Learning another language enables you to communicate with people from another country and it also looks good on the CV. But, not all languages are as easy to learn as others and, some are very difficult indeed. The degree of difficulty often depends on how closely related the language is to your own, so here we look at ten of the most difficult languages to learn, for a native English speaker:
1. Arabic
Arabic is thought by many to be the hardest language for English speakers to learn. To start with, Arabic script looks entirely different to the Roman alphabet and a large number of Arabic letters can have four different meanings. In addition to this, the sounds that you will hear in Arabic will also be totally unfamiliar to an English speaker.
2. Cantonese
With the emergence of China as a world economic power, learning a Chinese dialect is becoming ever more popular. Learning Cantonese though, the dialect spoken in the Canton regions of China and in Hong Kong, is not easy for an English speaker. The alphabet is pictorial, rather than phonetic, so each of the 20,000 plus characters has a different meaning. And, in the spoken language, each word can have up to eight different meanings, depending on the tone in which it is spoken.
3. Navajo
The Navajo language is so complicated that the American military used it as a code during the Second World War. All grammatical rules in Navajo are the opposite of what they are in English. The language is a verb based language and there are no equivalents of English adjectives. To give you an idea just how hard the language is to learn, the Japanese never did break the US wartime Navajo code!
4. Korean
The Korean alphabet is heavily influenced by the Chinese alphabet and it can be just as impenetrable to the English Speaker. It is also the structure of sentences in Korean that baffles many English speakers, because when you describe an action, the subject goes first.
5. Icelandic
Although Icelandic is not the most complex language in the world, it is one of the hardest to pick up. It does have its complexities and the ordering of words and some spellings are difficult for English speakers to understand. The other thing that makes Iceland so difficult to learn is that there are only 330,000 speakers of it in the world to teach you.
6. Polish
Many languages use case to distinguish words with the same spelling, which means that a word can mean different things, depending on where it is used in a sentence.
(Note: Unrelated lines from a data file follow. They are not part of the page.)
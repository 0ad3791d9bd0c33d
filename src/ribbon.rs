//! Figures shown in the stats ribbon: star fills, sparkline geometry,
//! compact counts and the count-up easing.

/// Per-star fill fractions in `[0, 1]` for `rating` out of `stars`.
pub fn star_fill(rating: f64, stars: u8) -> Vec<f64> {
    let rating = rating.clamp(0.0, f64::from(stars));
    let full = rating.floor();
    let frac = rating - full;
    (0..stars)
        .map(|i| {
            let i = f64::from(i);
            if i < full {
                1.0
            } else if i == full {
                frac
            } else {
                0.0
            }
        })
        .collect()
}

#[derive(Debug, Clone, PartialEq)]
pub struct Sparkline {
    points: Vec<(f64, f64)>,
}

impl Sparkline {
    /// Scales `data` into a `width` x `height` box, keeping a 1 unit margin
    /// above and below. Returns `None` for an empty series.
    pub fn new(data: &[f64], width: f64, height: f64) -> Option<Self> {
        if data.is_empty() {
            return None;
        }
        let min = data.iter().copied().fold(f64::INFINITY, f64::min);
        let max = data.iter().copied().fold(f64::NEG_INFINITY, f64::max);
        let range = (max - min).max(1.0);
        let span = (data.len() - 1).max(1) as f64;
        let points = data
            .iter()
            .enumerate()
            .map(|(i, v)| {
                let x = i as f64 * width / span;
                let y = height - ((v - min) / range) * (height - 2.0) - 1.0;
                (x, y)
            })
            .collect();
        Some(Self { points })
    }

    pub fn points(&self) -> &[(f64, f64)] {
        &self.points
    }

    /// SVG path data, `M x y L x y ...`.
    pub fn path(&self) -> String {
        self.points
            .iter()
            .enumerate()
            .map(|(i, (x, y))| {
                let cmd = if i == 0 { "M" } else { "L" };
                format!("{cmd} {x:.2} {y:.2}")
            })
            .collect::<Vec<_>>()
            .join(" ")
    }

    pub fn last(&self) -> (f64, f64) {
        // never empty, see `new`
        self.points[self.points.len() - 1]
    }
}

/// `999`, `1.2k` below ten thousand, `12,345` above.
pub fn compact_number(n: u64) -> String {
    if n < 1_000 {
        return n.to_string();
    }
    if n < 10_000 {
        return format!("{:.1}k", n as f64 / 1_000.0);
    }
    let digits = n.to_string();
    let mut out = String::with_capacity(digits.len() + digits.len() / 3);
    for (i, c) in digits.chars().enumerate() {
        if i > 0 && (digits.len() - i) % 3 == 0 {
            out.push(',');
        }
        out.push(c);
    }
    out
}

/// Value of a count-up from 0 to `target` after `elapsed_ms`, easing out
/// (cubic) over `duration_ms`.
pub fn count_up(target: u32, elapsed_ms: f64, duration_ms: f64) -> u32 {
    if duration_ms <= 0.0 || elapsed_ms >= duration_ms {
        return target;
    }
    let t = (elapsed_ms / duration_ms).clamp(0.0, 1.0);
    let eased = 1.0 - (1.0 - t).powi(3);
    (f64::from(target) * eased).round() as u32
}

#[cfg(test)]
mod tests {
    use super::*;

    fn close(a: f64, b: f64) -> bool {
        (a - b).abs() < 1e-9
    }

    #[test]
    fn test_star_fill_fractional() {
        let fill = star_fill(4.5, 5);
        assert_eq!(fill.len(), 5);
        assert_eq!(&fill[..4], &[1.0, 1.0, 1.0, 1.0]);
        assert!(close(fill[4], 0.5));
    }

    #[test]
    fn test_star_fill_whole_and_bounds() {
        assert_eq!(star_fill(5.0, 5), vec![1.0; 5]);
        assert_eq!(star_fill(4.0, 5), vec![1.0, 1.0, 1.0, 1.0, 0.0]);
        assert_eq!(star_fill(9.0, 3), vec![1.0; 3]);
        assert_eq!(star_fill(-1.0, 2), vec![0.0, 0.0]);
    }

    #[test]
    fn test_sparkline_empty() {
        assert!(Sparkline::new(&[], 60.0, 20.0).is_none());
    }

    #[test]
    fn test_sparkline_scales_into_box() {
        let data = [10.0, 14.0, 13.0, 15.0, 18.0, 22.0, 20.0, 25.0];
        let line = Sparkline::new(&data, 60.0, 20.0).unwrap();
        assert_eq!(line.points().len(), data.len());
        assert!(line.path().starts_with("M 0.00 19.00 L "));
        let (x, y) = line.last();
        assert!(close(x, 60.0));
        assert!(close(y, 1.0));
        for (_, y) in line.points() {
            assert!((1.0..=19.0).contains(y));
        }
    }

    #[test]
    fn test_sparkline_flat_and_single() {
        let flat = Sparkline::new(&[3.0, 3.0, 3.0], 10.0, 10.0).unwrap();
        assert!(flat.points().iter().all(|(_, y)| close(*y, 9.0)));

        let single = Sparkline::new(&[7.0], 10.0, 10.0).unwrap();
        assert_eq!(single.path(), "M 0.00 9.00");
    }

    #[test]
    fn test_compact_number() {
        assert_eq!(compact_number(0), "0");
        assert_eq!(compact_number(999), "999");
        assert_eq!(compact_number(1_234), "1.2k");
        assert_eq!(compact_number(12_345), "12,345");
        assert_eq!(compact_number(1_234_567), "1,234,567");
        assert_eq!(compact_number(100_000), "100,000");
    }

    #[test]
    fn test_count_up() {
        assert_eq!(count_up(247, 0.0, 800.0), 0);
        assert_eq!(count_up(247, 800.0, 800.0), 247);
        assert_eq!(count_up(247, 5_000.0, 800.0), 247);
        assert_eq!(count_up(247, 10.0, 0.0), 247);

        let mut prev = 0;
        for ms in (0..=800).step_by(16) {
            let v = count_up(247, ms as f64, 800.0);
            assert!(v >= prev);
            assert!(v <= 247);
            prev = v;
        }
        // ease-out runs ahead of linear
        assert!(count_up(100, 400.0, 800.0) > 50);
    }
}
In English, for example, you could use the sentence ‘How do you say polish in Polish?’ In Polish, though, they have seven cases, which make it one of the hardest European languages to learn. In fact, the Polish language is so difficult to learn that even Polish children don’t usually master it until they are at least sixteen years old.
7. Finnish
Finnish is another difficult European language to learn. Firstly, it has fifteen different noun cases, which means that one small change can make a word mean something completely different. Finnish also has no Latin or German influences, which makes the vocabulary very different from English.
8. Norwegian
Norwegian is not as difficult to learn, in the classroom, as other languages on our list, but it makes the list because of the way the way the Norwegians actually speak it. Native Norwegian is spoken very informally and in many different dialects, so even when you have learned the language, speaking it is not as easy as you would have thought.
9. Estonian
Like other languages we have mentioned, Estonian does have a case system that means words can have different meanings, depending on where they are used in a sentence. The thing that makes Estonian difficult though is that there are so many exceptions to the grammatical rules that the language has.
10. German
The German language has several different dialects, three grammatical genders and many words are derived from the same route. The other notable feature of the German language is that words can be added together to make single words. One of the longest words in German is ‘Donaudampfschiffahrtsgesellschaftskapitän’. Yes, that is one word and, in English it means ‘Danube steamship company captain’.
“The Korean alphabet is heavily influenced by the Chinese alphabet”. Is that really so? The modern Korean alphabet is not derived from Chinese characters at all. Maybe you meant Japanese (it has similar grammar as Korean)?